WHAT YOU ARE ASKED TO DO: Taking the line with "tolerated relative difference." as the first and the line with "#[derive(Debug, Clone, Copy, PartialEq, Eq)]" as the last, set down exactly every line in that range from the entries below, and no more.

___ EXCERPTED DATA

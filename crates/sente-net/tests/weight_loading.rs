//! Integration tests for weight-file loading and validation.

mod common;

use sente_net::{LoadError, Network, NetworkConfig, NetworkError, WeightSet};

use common::{gzip, replace_line, temp_path, weight_text};

#[test]
fn gzipped_file_on_disk_builds_a_network() {
    let path = temp_path("gz-weights.txt.gz");
    std::fs::write(&path, gzip(&weight_text(502, 4, 2))).unwrap();

    let net = Network::initialize(NetworkConfig::default(), &path, None);
    std::fs::remove_file(&path).ok();
    let net = net.expect("gzipped weights should load");
    assert_eq!(net.channels(), 4);
    assert_eq!(net.residual_blocks(), 2);
    assert!(!net.value_head_not_stm());
}

#[test]
fn legacy_version_is_accepted_with_flag() {
    let weights = WeightSet::from_reader(weight_text(2, 2, 1).as_bytes()).unwrap();
    assert!(weights.value_head_not_stm);
}

#[test]
fn unknown_version_fails_as_load_error() {
    let path = temp_path("v1-weights.txt");
    std::fs::write(&path, weight_text(1, 2, 1)).unwrap();
    let err = Network::initialize(NetworkConfig::default(), &path, None).unwrap_err();
    std::fs::remove_file(&path).ok();
    assert!(
        matches!(err, NetworkError::Load(LoadError::UnsupportedVersion { .. })),
        "got {err:?}"
    );
}

#[test]
fn missing_file_is_an_open_error() {
    let err = Network::initialize(NetworkConfig::default(), temp_path("does-not-exist"), None).unwrap_err();
    assert!(matches!(err, NetworkError::Load(LoadError::Open { .. })), "got {err:?}");
}

#[test]
fn partial_block_is_rejected_by_line_count() {
    let text = weight_text(502, 2, 1);
    // Drop the last squeeze-excitation line of the block.
    let mut lines: Vec<&str> = text.lines().collect();
    lines.remove(21);
    let err = WeightSet::from_reader(lines.join("\n").as_bytes()).unwrap_err();
    assert!(matches!(err, LoadError::InconsistentLineCount { lines: 38 }), "got {err:?}");
}

#[test]
fn bad_token_reports_its_line() {
    let text = replace_line(&weight_text(502, 2, 1), 12, "0.5 1e");
    let err = WeightSet::from_reader(text.as_bytes()).unwrap_err();
    let message = err.to_string();
    assert!(matches!(err, LoadError::MalformedFloat { line: 12, .. }), "got {err:?}");
    assert!(message.contains("line 12"), "message should name the line: {message}");
}

#[test]
fn wrong_channel_count_on_a_later_line_is_a_size_error() {
    // Line 9 is the first residual block's bn gammas.
    let text = replace_line(&weight_text(502, 3, 1), 9, "1.0 1.0");
    let err = WeightSet::from_reader(text.as_bytes()).unwrap_err();
    match err {
        LoadError::TensorSize { line, expected, found, .. } => {
            assert_eq!((line, expected, found), (9, 3, 2));
        }
        other => panic!("expected TensorSize, got {other:?}"),
    }
}

#[test]
fn binary_garbage_is_not_text() {
    let err = WeightSet::from_reader(&[0xFFu8, 0xFE, 0x00, 0x41][..]).unwrap_err();
    assert!(matches!(err, LoadError::NotText), "got {err:?}");
}
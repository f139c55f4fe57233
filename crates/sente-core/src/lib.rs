//! Core Go types: colors, vertices, board symmetries and the game-state
//! interface consumed by the evaluator.

mod color;
mod diagram;
mod error;
mod position;
mod state;
mod symmetry;
mod vertex;
mod zobrist;

pub use color::Color;
pub use error::{DiagramError, MoveError};
pub use position::{DEFAULT_KOMI, HISTORY_LIMIT, Position, Stones};
pub use state::GameState;
pub use symmetry::{NUM_SYMMETRIES, Symmetry, SymmetryTable};
pub use vertex::{BOARD_SIZE, NUM_INTERSECTIONS, Vertex};
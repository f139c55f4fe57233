//! The backend contract: anything that can run the residual tower.
//!
//! A pipe is built once, fed every tensor group in load order, then shared
//! read-only between evaluation threads.

mod cpu;

pub use cpu::CpuPipe;

use sente_core::NUM_INTERSECTIONS;

use crate::error::PipeError;
use crate::features::INPUT_CHANNELS;
use crate::weights::transform::WINOGRAD_ALPHA;
use crate::weights::{ConvBlock, OUTPUTS_POLICY, OUTPUTS_VALUE, ResidualBlock, WeightSet};

/// Raw policy-head output length (head convolution planes).
pub const POLICY_OUTPUT_LEN: usize = OUTPUTS_POLICY * NUM_INTERSECTIONS;
/// Raw value-head output length.
pub const VALUE_OUTPUT_LEN: usize = OUTPUTS_VALUE * NUM_INTERSECTIONS;

/// A compute backend for the convolutional tower and the head convolutions.
///
/// Loading calls [`initialize`](ForwardPipe::initialize) once, then each push
/// exactly once per tensor group in file order: the input convolution, every
/// residual block, the policy head convolution and the value head convolution.
///
/// [`forward`](ForwardPipe::forward) may be called concurrently from many
/// threads and must be deterministic for a given backend and precision.
pub trait ForwardPipe: Send + Sync {
    /// Short backend name for logs and errors.
    fn name(&self) -> &str;

    /// Prepare for a tower of `channels` filters.
    fn initialize(&mut self, channels: usize) -> Result<(), PipeError>;

    /// Input 3x3 convolution with fused batch norm and PReLU.
    /// Weights are Winograd-transformed for tiles of `tile_size`.
    fn push_input_convolution(
        &mut self,
        tile_size: usize,
        inputs: usize,
        outputs: usize,
        conv: &ConvBlock,
    ) -> Result<(), PipeError>;

    /// One residual block of `channels` filters; `se_fc_outputs` is 0 when
    /// the block has no squeeze-excitation.
    fn push_residual(
        &mut self,
        tile_size: usize,
        channels: usize,
        se_fc_outputs: usize,
        block: &ResidualBlock,
    ) -> Result<(), PipeError>;

    /// A head convolution without bias (the bias is folded into batch norm).
    fn push_convolve(
        &mut self,
        kernel_size: usize,
        inputs: usize,
        outputs: usize,
        weights: &[f32],
    ) -> Result<(), PipeError>;

    /// Run the network on `input` (`INPUT_CHANNELS` planes), writing the raw
    /// policy planes (`POLICY_OUTPUT_LEN`) and value plane (`VALUE_OUTPUT_LEN`).
    fn forward(&self, input: &[f32], policy: &mut [f32], value: &mut [f32]);
}

impl std::fmt::Debug for dyn ForwardPipe {
    fn fmt(&self, f: &mut std::fmt::Formatter<'_>) -> std::fmt::Result {
        write!(f, "ForwardPipe({})", self.name())
    }
}

/// Push every tensor group of `weights` into `pipe`, in load order.
pub fn load(pipe: &mut dyn ForwardPipe, weights: &WeightSet) -> Result<(), PipeError> {
    let channels = weights.channels;
    pipe.initialize(channels)?;
    pipe.push_input_convolution(WINOGRAD_ALPHA, INPUT_CHANNELS, channels, &weights.input)?;
    for block in &weights.residual {
        pipe.push_residual(WINOGRAD_ALPHA, channels, block.se.fc_outputs(), block)?;
    }
    pipe.push_convolve(1, channels, OUTPUTS_POLICY, &weights.policy.conv_weights)?;
    pipe.push_convolve(1, channels, OUTPUTS_VALUE, &weights.value.conv_weights)?;
    Ok(())
}
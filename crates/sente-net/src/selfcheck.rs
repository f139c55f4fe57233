//! Cross-checking an accelerated backend against the CPU reference.
//!
//! A small fraction of evaluations run on both pipes. Each comparison is
//! recorded in a ring of the last [`SELFCHECK_WINDOW`] outcomes; too many
//! failures in that window mean the accelerated results are corrupt.

use std::sync::Mutex;

use sente_core::NUM_INTERSECTIONS;

use crate::result::NetResult;

/// Outcomes remembered.
pub const SELFCHECK_WINDOW: usize = 10;
/// Failures within the window that are fatal.
pub const SELFCHECK_MAX_FAILURES: usize = 3;
/// Largest tolerated relative difference.
pub const SELFCHECK_THRESHOLD: f32 = 0.2;

/// Magnitudes below this are treated as equal to it.
const SMALL_VALUE: f32 = 1.0 / NUM_INTERSECTIONS as f32;

/// Relative difference of two outputs; `f32::MAX` for NaN or a sign flip
/// between two non-negligible values.
pub fn relative_difference(a: f32, b: f32) -> f32 {
    if a.is_nan() || b.is_nan() {
        return f32::MAX;
    }
    if a.abs() > SMALL_VALUE && b.abs() > SMALL_VALUE && (a > 0.0) != (b > 0.0) {
        return f32::MAX;
    }
    let fa = a.abs().max(SMALL_VALUE);
    let fb = b.abs().max(SMALL_VALUE);
    (fa - fb).abs() / fa.min(fb)
}

/// Whether two results agree within [`SELFCHECK_THRESHOLD`] on every output.
pub fn results_agree(primary: &NetResult, reference: &NetResult) -> bool {
    let within = |a: f32, b: f32| relative_difference(a, b) <= SELFCHECK_THRESHOLD;
    within(primary.winrate, reference.winrate)
        && within(primary.policy_pass, reference.policy_pass)
        && primary
            .policy
            .iter()
            .zip(&reference.policy)
            .all(|(&a, &b)| within(a, b))
}

/// Outcome of recording one comparison.
#[derive(Debug, Clone, Copy, PartialEq, Eq)]
pub enum Verdict {
    Passed,
    /// This check failed, but the window is still within tolerance.
    Failed { failures: usize },
    /// This check failed and the window now holds too many failures.
    Diverged { failures: usize },
}

struct Ring {
    outcomes: [bool; SELFCHECK_WINDOW],
    next: usize,
}

/// Ring buffer of recent self-check outcomes (`true` = failure).
pub struct SelfCheck {
    ring: Mutex<Ring>,
}

impl Default for SelfCheck {
    fn default() -> Self {
        SelfCheck::new()
    }
}

impl SelfCheck {
    pub fn new() -> SelfCheck {
        SelfCheck {
            ring: Mutex::new(Ring {
                outcomes: [false; SELFCHECK_WINDOW],
                next: 0,
            }),
        }
    }

    /// Record whether the latest comparison failed and judge the window.
    ///
    /// Only a failing check can produce [`Verdict::Diverged`].
    pub fn record(&self, failed: bool) -> Verdict {
        let mut ring = self.ring.lock().expect("selfcheck mutex poisoned");
        let slot = ring.next;
        ring.outcomes[slot] = failed;
        ring.next = (slot + 1) % SELFCHECK_WINDOW;
        let failures = ring.outcomes.iter().filter(|&&f| f).count();
        match (failed, failures >= SELFCHECK_MAX_FAILURES) {
            (false, _) => Verdict::Passed,
            (true, false) => Verdict::Failed { failures },
            (true, true) => Verdict::Diverged { failures },
        }
    }

    /// Failures currently in the window.
    pub fn failures(&self) -> usize {
        let ring = self.ring.lock().expect("selfcheck mutex poisoned");
        ring.outcomes.iter().filter(|&&f| f).count()
    }
}

#[cfg(test)]
mod tests {
    use super::*;

    #[test]
    fn tiny_values_compare_equal() {
        assert_eq!(relative_difference(1e-6, 1e-4), 0.0);
        assert_eq!(relative_difference(0.0, -0.0), 0.0);
    }

    #[test]
    fn sign_flip_is_maximal_only_for_significant_values() {
        assert_eq!(relative_difference(0.5, -0.5), f32::MAX);
        assert!(relative_difference(1e-4, -1e-4) < SELFCHECK_THRESHOLD);
    }

    #[test]
    fn nan_is_maximal() {
        assert_eq!(relative_difference(f32::NAN, 0.5), f32::MAX);
        assert_eq!(relative_difference(0.5, f32::NAN), f32::MAX);
    }

    #[test]
    fn relative_error_uses_smaller_magnitude() {
        let d = relative_difference(0.5, 0.6);
        assert!((d - 0.2).abs() < 1e-6, "got {d}");
    }

    #[test]
    fn third_failure_in_window_diverges() {
        let check = SelfCheck::new();
        assert_eq!(check.record(true), Verdict::Failed { failures: 1 });
        assert_eq!(check.record(false), Verdict::Passed);
        assert_eq!(check.record(true), Verdict::Failed { failures: 2 });
        assert_eq!(check.record(true), Verdict::Diverged { failures: 3 });
    }

    #[test]
    fn passing_check_never_diverges() {
        let check = SelfCheck::new();
        for _ in 0..3 {
            check.record(true);
        }
        assert_eq!(check.record(false), Verdict::Passed);
    }

    #[test]
    fn old_failures_age_out_of_window() {
        let check = SelfCheck::new();
        check.record(true);
        check.record(true);
        for _ in 0..SELFCHECK_WINDOW - 2 {
            check.record(false);
        }
        assert_eq!(check.failures(), 2);
        // The oldest failure is overwritten by this pass.
        assert_eq!(check.record(false), Verdict::Passed);
        assert_eq!(check.failures(), 1);
        assert_eq!(check.record(true), Verdict::Failed { failures: 1 });
    }

    #[test]
    fn agreement_checks_every_output() {
        let a = NetResult::default();
        let mut b = a.clone();
        assert!(results_agree(&a, &b));
        b.policy[100] = 0.5;
        assert!(!results_agree(&a, &b));
        let mut c = a.clone();
        c.winrate = 0.9;
        assert!(!results_agree(&a, &c));
    }
}
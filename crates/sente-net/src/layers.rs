//! Scalar reference kernels shared by the CPU pipe and output post-processing.

/// Apply fused batch norm and PReLU to `channels` planes of `spatial` values:
/// `x = (x - mean) * stddiv`, then `x = x` if positive else `alpha * x`.
pub fn batchnorm_prelu(data: &mut [f32], spatial: usize, means: &[f32], stddivs: &[f32], alphas: &[f32]) {
    for (c, plane) in data.chunks_exact_mut(spatial).enumerate() {
        let (mean, scale, alpha) = (means[c], stddivs[c], alphas[c]);
        for x in plane {
            let v = (*x - mean) * scale;
            *x = if v > 0.0 { v } else { alpha * v };
        }
    }
}

/// Fused batch norm without activation.
pub fn batchnorm(data: &mut [f32], spatial: usize, means: &[f32], stddivs: &[f32]) {
    for (c, plane) in data.chunks_exact_mut(spatial).enumerate() {
        let (mean, scale) = (means[c], stddivs[c]);
        for x in plane {
            *x = (*x - mean) * scale;
        }
    }
}

/// Add the skip connection, then apply PReLU.
pub fn residual_prelu(data: &mut [f32], spatial: usize, skip: &[f32], alphas: &[f32]) {
    for (c, plane) in data.chunks_exact_mut(spatial).enumerate() {
        let alpha = alphas[c];
        for (x, s) in plane.iter_mut().zip(&skip[c * spatial..]) {
            let v = *x + s;
            *x = if v > 0.0 { v } else { alpha * v };
        }
    }
}

/// Per-channel mean over `spatial` values.
pub fn global_average_pool(data: &[f32], spatial: usize) -> Vec<f32> {
    data.chunks_exact(spatial)
        .map(|plane| plane.iter().sum::<f32>() / spatial as f32)
        .collect()
}

/// Fully connected layer: `out[o] = bias[o] + sum_i weights[o * inputs + i] * input[i]`,
/// optionally followed by ReLU.
pub fn innerproduct(input: &[f32], weights: &[f32], biases: &[f32], relu: bool) -> Vec<f32> {
    let inputs = input.len();
    debug_assert_eq!(weights.len(), inputs * biases.len());
    biases
        .iter()
        .zip(weights.chunks_exact(inputs))
        .map(|(bias, row)| {
            let v = bias + row.iter().zip(input).map(|(w, x)| w * x).sum::<f32>();
            if relu && v < 0.0 { 0.0 } else { v }
        })
        .collect()
}

/// 1x1 convolution without bias: `out[o][s] = sum_c weights[o * C + c] * input[c][s]`.
pub fn convolve_1x1(input: &[f32], spatial: usize, weights: &[f32], outputs: usize) -> Vec<f32> {
    let channels = input.len() / spatial;
    debug_assert_eq!(weights.len(), outputs * channels);
    let mut out = vec![0.0f32; outputs * spatial];
    for (o, plane) in out.chunks_exact_mut(spatial).enumerate() {
        for (c, in_plane) in input.chunks_exact(spatial).enumerate() {
            let w = weights[o * channels + c];
            for (y, x) in plane.iter_mut().zip(in_plane) {
                *y += w * x;
            }
        }
    }
    out
}

/// Softmax with temperature, stabilized by subtracting the largest input.
pub fn softmax(input: &[f32], temperature: f32) -> Vec<f32> {
    let max = input.iter().copied().fold(f32::NEG_INFINITY, f32::max) / temperature;
    let mut out: Vec<f32> = input.iter().map(|&x| (x / temperature - max).exp()).collect();
    let sum: f32 = out.iter().sum();
    for v in &mut out {
        *v /= sum;
    }
    out
}

/// Logistic function.
#[inline]
pub fn sigmoid(x: f32) -> f32 {
    1.0 / (1.0 + (-x).exp())
}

______

ANSWER TO THIS TASK:
/// Largest tolerated relative difference.
pub const SELFCHECK_THRESHOLD: f32 = 0.2;

/// Magnitudes below this are treated as equal to it.
const SMALL_VALUE: f32 = 1.0 / NUM_INTERSECTIONS as f32;

/// Relative difference of two outputs; `f32::MAX` for NaN or a sign flip
/// between two non-negligible values.
pub fn relative_difference(a: f32, b: f32) -> f32 {
    if a.is_nan() || b.is_nan() {
        return f32::MAX;
    }
    if a.abs() > SMALL_VALUE && b.abs() > SMALL_VALUE && (a > 0.0) != (b > 0.0) {
        return f32::MAX;
    }
    let fa = a.abs().max(SMALL_VALUE);
    let fb = b.abs().max(SMALL_VALUE);
    (fa - fb).abs() / fa.min(fb)
}

/// Whether two results agree within [`SELFCHECK_THRESHOLD`] on every output.
pub fn results_agree(primary: &NetResult, reference: &NetResult) -> bool {
    let within = |a: f32, b: f32| relative_difference(a, b) <= SELFCHECK_THRESHOLD;
    within(primary.winrate, reference.winrate)
        && within(primary.policy_pass, reference.policy_pass)
        && primary
            .policy
            .iter()
            .zip(&reference.policy)
            .all(|(&a, &b)| within(a, b))
}

/// Outcome of recording one comparison.
#[derive(Debug, Clone, Copy, PartialEq, Eq)]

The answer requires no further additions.